Die Substanz der Figur war so marode geworden, dass ihr im Frühjahr 1923 das eiserne Zepter entglitt. Beim Absturz verletzte es einen Passanten und der Eigentümer der Apotheke wurde dazu verpflichtet, Sicherheitsmaßnahmen zu treffen. Eine Sicherheitsmaßnahme war, nach eingehenden Untersuchungen, die Figur von seinem traditionellen Standort zu entfernen. Heute nimmt sie ihren Platz in der Kartäuserkirche im Germanischen Nationalmuseum ein.

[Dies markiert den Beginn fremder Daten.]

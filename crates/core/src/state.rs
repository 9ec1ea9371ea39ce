//! Per-execution mutable state: pending activities and user timers.

use std::collections::HashMap;

use chrono::{DateTime, Utc};
use serde::{Deserialize, Serialize};

use crate::constants::{EMPTY_EVENT_ID, EMPTY_TIMER_TASK_ID};

/// A scheduled activity that has not completed yet, keyed by `schedule_id`.
///
/// Timeouts are in seconds.
#[derive(Debug, Clone, PartialEq, Eq, Serialize, Deserialize)]
pub struct ActivityInfo {
    /// Event id of the `ActivityTaskScheduled` event.
    pub schedule_id: i64,
    /// Event id of the `ActivityTaskStarted` event, or [`EMPTY_EVENT_ID`].
    pub started_id: i64,
    /// Caller-assigned activity id.
    pub activity_id: String,
    /// Schedule-to-start timeout.
    pub schedule_to_start_timeout: i32,
    /// Schedule-to-close timeout.
    pub schedule_to_close_timeout: i32,
    /// Start-to-close timeout.
    pub start_to_close_timeout: i32,
    /// Heartbeat timeout; non-positive means no heartbeat is required.
    pub heartbeat_timeout: i32,
    /// Whether cancellation has been requested.
    pub cancel_requested: bool,
    /// Event id of the cancel request, or [`EMPTY_EVENT_ID`].
    pub cancel_request_id: i64,
}

impl ActivityInfo {
    /// A freshly scheduled activity: not started, no cancel requested, no timeouts.
    pub fn scheduled(schedule_id: i64, activity_id: impl Into<String>) -> Self {
        Self {
            schedule_id,
            started_id: EMPTY_EVENT_ID,
            activity_id: activity_id.into(),
            schedule_to_start_timeout: 0,
            schedule_to_close_timeout: 0,
            start_to_close_timeout: 0,
            heartbeat_timeout: 0,
            cancel_requested: false,
            cancel_request_id: EMPTY_EVENT_ID,
        }
    }

    /// Returns `true` once a worker has picked the activity up.
    #[must_use]
    pub fn is_started(&self) -> bool {
        self.started_id != EMPTY_EVENT_ID
    }
}

/// A pending user timer, keyed by `timer_id`.
#[derive(Debug, Clone, PartialEq, Eq, Serialize, Deserialize)]
pub struct TimerInfo {
    /// Caller-assigned timer id, unique among pending timers.
    pub timer_id: String,
    /// Absolute fire time.
    pub expiry_time: DateTime<Utc>,
    /// Event id of the `TimerStarted` event.
    pub started_id: i64,
    /// Persisted timer task firing this timer, or [`EMPTY_TIMER_TASK_ID`].
    pub task_id: i64,
}

impl TimerInfo {
    /// A timer with no persisted task yet.
    pub fn new(timer_id: impl Into<String>, expiry_time: DateTime<Utc>, started_id: i64) -> Self {
        Self {
            timer_id: timer_id.into(),
            expiry_time,
            started_id,
            task_id: EMPTY_TIMER_TASK_ID,
        }
    }

    /// Returns `true` if a persisted timer task already backs this timer.
    #[must_use]
    pub fn has_task(&self) -> bool {
        self.task_id != EMPTY_TIMER_TASK_ID
    }
}

/// Pending activities and timers of one execution as read from the store.
#[derive(Debug, Clone, Default, PartialEq, Eq, Serialize, Deserialize)]
pub struct WorkflowMutableState {
    /// Pending activities by schedule id.
    pub activity_infos: HashMap<i64, ActivityInfo>,
    /// Pending user timers by timer id.
    pub timer_infos: HashMap<String, TimerInfo>,
}
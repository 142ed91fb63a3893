use std::collections::HashMap;

use tracing::{debug, warn};

use crate::processor::ParseError;
use crate::processor::aggregate::{Aggregate, SharedAggregates, key_to_string};
use crate::processor::constants::MAX_RETAINED_ERRORS;
use crate::processor::parser::parse_tenths;
use crate::processor::records::Records;

/// Per-chunk aggregates keyed by slices of the chunk buffer
pub type LocalAggregates<'a> = HashMap<&'a [u8], Aggregate>;

/// What one chunk contributed to the run
#[derive(Debug, Default, Clone)]
pub struct ChunkSummary {
    pub bytes: usize,
    pub rows: u64,
    pub skipped: u64,
    /// Every malformed value in the chunk
    pub malformed: u64,
    /// The first `MAX_RETAINED_ERRORS` of them
    pub errors: Vec<ParseError>,
}

/// Parses every record in `chunk` into a local map.
///
/// `chunk_offset` is the absolute file offset of `chunk[0]`, used to locate
/// malformed values in the returned summary.
pub fn aggregate_chunk(chunk: &[u8], chunk_offset: u64) -> (LocalAggregates<'_>, ChunkSummary) {
    let mut local: LocalAggregates<'_> = HashMap::new();
    let mut summary = ChunkSummary {
        bytes: chunk.len(),
        ..ChunkSummary::default()
    };

    let mut records = Records::new(chunk);
    while let Some((key, value)) = records.next() {
        let tenths = match parse_tenths(value) {
            Ok(tenths) => tenths,
            Err(e) => {
                summary.malformed += 1;
                if summary.errors.len() < MAX_RETAINED_ERRORS {
                    let offset = chunk_offset + records.offset_of(value) as u64;
                    debug!(offset, error = %e, "skipping record with malformed value");
                    summary.errors.push(ParseError {
                        offset,
                        key: key_to_string(key).into_owned(),
                        value: String::from_utf8_lossy(value).into_owned(),
                        error: e.to_string(),
                    });
                }
                continue;
            }
        };

        match local.get_mut(key) {
            Some(aggregate) => aggregate.observe(tenths),
            None => {
                local.insert(key, Aggregate::new(tenths));
            }
        }
        summary.rows += 1;
    }
    summary.skipped = records.skipped();

    if summary.malformed > 0 {
        warn!(
            chunk_offset,
            malformed = summary.malformed,
            first_offset = summary.errors.first().map(|e| e.offset),
            "skipped records with malformed values"
        );
    }

    (local, summary)
}

/// Aggregates one chunk locally, then merges the result into `shared` in a
/// single locked step.
pub fn process_chunk(chunk: &[u8], chunk_offset: u64, shared: &SharedAggregates) -> ChunkSummary {
    let (local, summary) = aggregate_chunk(chunk, chunk_offset);
    let keys = local.len();
    shared.merge(local);
    debug!(
        chunk_offset,
        bytes = summary.bytes,
        rows = summary.rows,
        keys,
        "chunk merged"
    );
    summary
}

#[cfg(test)]
mod tests {
    use super::*;

    #[test]
    fn test_local_aggregation() {
        let buf = b"Hamburg;12.3\nHamburg;-5.0\nPalermo;8.1\n";
        let (local, summary) = aggregate_chunk(buf, 0);

        assert_eq!(summary.rows, 3);
        assert_eq!(summary.skipped, 0);
        assert_eq!(summary.bytes, buf.len());
        assert!(summary.errors.is_empty());
        assert_eq!(summary.malformed, 0);

        let hamburg = local[&b"Hamburg"[..]];
        assert_eq!(hamburg.min(), -5.0);
        assert_eq!(hamburg.max(), 12.3);
        assert_eq!(hamburg.count(), 2);
        assert_eq!(local[&b"Palermo"[..]].mean(), 8.1);
    }

    #[test]
    fn test_malformed_values_are_reported_and_skipped() {
        let buf = b"a;1.0\nb;oops\nc;3.0\n";
        let (local, summary) = aggregate_chunk(buf, 100);

        assert_eq!(summary.rows, 2);
        assert_eq!(local.len(), 2);
        assert!(!local.contains_key(&b"b"[..]));
        assert_eq!(summary.errors.len(), 1);
        assert_eq!(summary.malformed, 1);

        let err = &summary.errors[0];
        assert_eq!(err.offset, 108);
        assert_eq!(err.key, "b");
        assert_eq!(err.value, "oops");
    }

    #[test]
    fn test_retained_errors_are_capped() {
        let bad_lines = MAX_RETAINED_ERRORS + 50;
        let mut buf = b"k;1,2\n".repeat(bad_lines);
        buf.extend_from_slice(b"k;1.2\n");
        let (local, summary) = aggregate_chunk(&buf, 0);

        assert_eq!(summary.malformed, bad_lines as u64);
        assert_eq!(summary.errors.len(), MAX_RETAINED_ERRORS);
        assert_eq!(summary.rows, 1);
        assert_eq!(local[&b"k"[..]].count(), 1);

        // Retained errors are the earliest ones, values start 2 bytes into each line
        let last = summary.errors.last().unwrap();
        assert_eq!(last.offset, ((MAX_RETAINED_ERRORS - 1) * 6 + 2) as u64);
    }

    #[test]
    fn test_trailing_empty_line() {
        let (local, summary) = aggregate_chunk(b"a;1.0\na;2.0\n\n", 0);
        assert_eq!(local.len(), 1);
        assert_eq!(summary.rows, 2);
        assert_eq!(summary.skipped, 1);
    }

    #[test]
    fn test_process_chunk_merges_into_shared() {
        let shared = SharedAggregates::new();
        process_chunk(b"a;1.0\nb;2.0\n", 0, &shared);
        let summary = process_chunk(b"a;-3.0\n", 12, &shared);
        assert_eq!(summary.rows, 1);

        let map = shared.into_inner();
        assert_eq!(map.len(), 2);
        assert_eq!(map["a"].count(), 2);
        assert_eq!(map["a"].min(), -3.0);
        assert_eq!(map["a"].max(), 1.0);
        assert_eq!(map["a"].sum(), -2.0);
    }
}
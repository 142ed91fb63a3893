use thiserror::Error;

use crate::processor::constants::MAX_RETAINED_ERRORS;

pub mod aggregate;
pub mod chunk_processor;
pub mod chunk_reader;
pub mod config;
pub mod constants;
pub mod parser;
pub mod pipeline;
pub mod records;
pub mod report;

pub use aggregate::{Aggregate, AggregateMap, SharedAggregates, StationSummary};
pub use config::PipelineConfig;
pub use pipeline::{AggregationResult, ChunkedAggregator, aggregate_file};

/// Error type used across the crate
#[derive(Debug, Error)]
pub enum ProcessorError {
    #[error("IO error: {0}")]
    Io(#[from] std::io::Error),

    #[error("Malformed value {value:?}: {reason}")]
    MalformedValue { value: String, reason: &'static str },

    #[error("Line at offset {offset} is longer than the chunk size ({chunk_size} bytes)")]
    LineTooLong { offset: u64, chunk_size: usize },

    #[error("Invalid configuration: {0}")]
    InvalidConfig(String),

    #[error("Thread pool error: {0}")]
    ThreadPool(#[from] rayon::ThreadPoolBuildError),
}

impl ProcessorError {
    pub(crate) fn malformed(bytes: &[u8], reason: &'static str) -> Self {
        ProcessorError::MalformedValue {
            value: String::from_utf8_lossy(bytes).into_owned(),
            reason,
        }
    }

    /// Errors that stop the whole run, as opposed to per-record ones.
    pub fn is_fatal(&self) -> bool {
        !matches!(self, ProcessorError::MalformedValue { .. })
    }
}

/// Totals over every chunk of a run
#[derive(Debug, Default, Clone)]
pub struct ParseSummary {
    pub chunks: usize,
    pub bytes_processed: u64,
    pub rows_processed: u64,
    pub lines_skipped: u64,
    /// Records left out because their value did not parse
    pub malformed: u64,
    /// Up to `MAX_RETAINED_ERRORS` of those records, ordered by offset
    pub errors: Vec<ParseError>,
}

impl ParseSummary {
    pub(crate) fn absorb(&mut self, chunk: chunk_processor::ChunkSummary) {
        self.chunks += 1;
        self.bytes_processed += chunk.bytes as u64;
        self.rows_processed += chunk.rows;
        self.lines_skipped += chunk.skipped;
        self.malformed += chunk.malformed;

        let room = MAX_RETAINED_ERRORS.saturating_sub(self.errors.len());
        self.errors.extend(chunk.errors.into_iter().take(room));
    }

    /// Orders retained errors by offset once every chunk is absorbed.
    pub(crate) fn finish(&mut self) {
        self.errors.sort_unstable_by_key(|e| e.offset);
    }
}

/// A record whose value could not be parsed. The record is left out of the
/// aggregates and processing continues.
#[derive(Debug, Clone, PartialEq)]
pub struct ParseError {
    /// Absolute byte offset of the value in the input file
    pub offset: u64,
    pub key: String,
    pub value: String,
    pub error: String,
}
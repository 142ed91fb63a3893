//! Fixed-point value parser for the `-?D{1,2}.D` record format.
//!
//! Values are decoded with integer arithmetic into tenths, so `-12.3`
//! becomes `-123`. Everything that does not match the layout exactly is
//! reported as [`ProcessorError::MalformedValue`] instead of being misread.

use crate::processor::ProcessorError;

const SHAPE: &str = "expected an optional '-', one or two digits, '.', one digit";

/// Parses a value into integer tenths.
pub fn parse_tenths(bytes: &[u8]) -> Result<i64, ProcessorError> {
    let (negative, digits) = match bytes.split_first() {
        Some((b'-', rest)) => (true, rest),
        Some(_) => (false, bytes),
        None => return Err(ProcessorError::malformed(bytes, "empty value")),
    };

    let digit = |b: u8| -> Result<i64, ProcessorError> {
        if b.is_ascii_digit() {
            Ok((b - b'0') as i64)
        } else {
            Err(ProcessorError::malformed(bytes, "non-digit byte"))
        }
    };

    let magnitude = match *digits {
        [ones, b'.', frac] => digit(ones)? * 10 + digit(frac)?,
        [tens, ones, b'.', frac] => digit(tens)? * 100 + digit(ones)? * 10 + digit(frac)?,
        _ => return Err(ProcessorError::malformed(bytes, SHAPE)),
    };

    Ok(if negative { -magnitude } else { magnitude })
}

/// Parses a value into a float, e.g. `b"-12.3"` into `-12.3`.
pub fn parse_fixed_point(bytes: &[u8]) -> Result<f64, ProcessorError> {
    parse_tenths(bytes).map(tenths_to_f64)
}

#[inline]
pub fn tenths_to_f64(tenths: i64) -> f64 {
    tenths as f64 / 10.0
}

Im Museum wurden der Figur zahlreiche farbige Überarbeitungen abgenommen. Geringe Reste der vermeintlichen Originalfassungen, die aus heutiger Sicht jedoch eher sekundär sind, lassen auf goldenes Haar und Krone schließen sowie einen hellblauen Mantel mit goldenen Borten und ein blassrotes Kleid erahnen. Das damals noch auf ihrem Arm sitzende Jesuskind entpuppte sich als hölzerne, wohl relativ frei erfundene Ergänzung, die wie das abgebrochene eiserne Zepter vermutlich aus der ersten Hälfte des 19. Jahrhunderts stammt.

Auch die Kopie beschädigt

Den Verkaufserlös investierte der Eigentümer damals in eine Kopie der Figur, die man nach den Erkenntnissen der am Original vorgenommen Freilegungen farbig fasste. Mit der Haltung des Jesusknaben und der Position des rechten Arms der Jungfrau samt Zepter kopierte man allerdings nicht die mittelalterliche Figur, sondern deren fälschliche Ergänzungen des 19. Jahrhunderts. Doch auch die Kopie, die zu dieser Zeit das Original an seinem Ursprungsort ersetzte, erlitt während des Zweiten Weltkriegs starke Schäden. Inzwischen befindet sie sich – kopflos, als Resultat der zerstörerischen Ausmaße – im Germanischen Nationalmuseum. Bislang war sie allerdings im Depot untergebracht.

 

Die Steinfigur der Gottesmutter vertritt den Typus der „Schönen Madonna“. Diese Darstellungsform zeichnet sich durch ein edles Antlitz und eine kunstvolle Komposition mit weichen Gewandfalten aus. Maria steht auf einem Wolkensaum und neigt den Kopf sanft in Richtung eines heute verlorenen Knaben, der ursprünglich auf ihrem linken Arm saß. Neben dem Kind fehlen auch beide Unterarme. Die einstige Kopfbedeckung und die linke Schulter weisen ebenfalls erhebliche Schäden auf.

Heiligenfiguren wie diese hatten nach mittelalterlicher Auffassung die Funktion, ein Anwesen besonders zu schützen. Maria, deren Bild das Haus der Königstraße schon zierte, bevor die Mohren-Apotheke dort 1578 einzog, galt unter anderem als Fürsprecherin der Schwangeren und Kranken, die das Gebäude aufsuchten.

Das Germanische Nationalmuseum und die Mohren-Apotheke verbinden vielfältige Beziehungen. Unter den Direktoren August von Essenwein und Gustav von Bezold baute der damalige Eigentümer der Apotheke Ende des 19. Jahrhunderts die pharmaziehistorische Sammlung des Museums auf.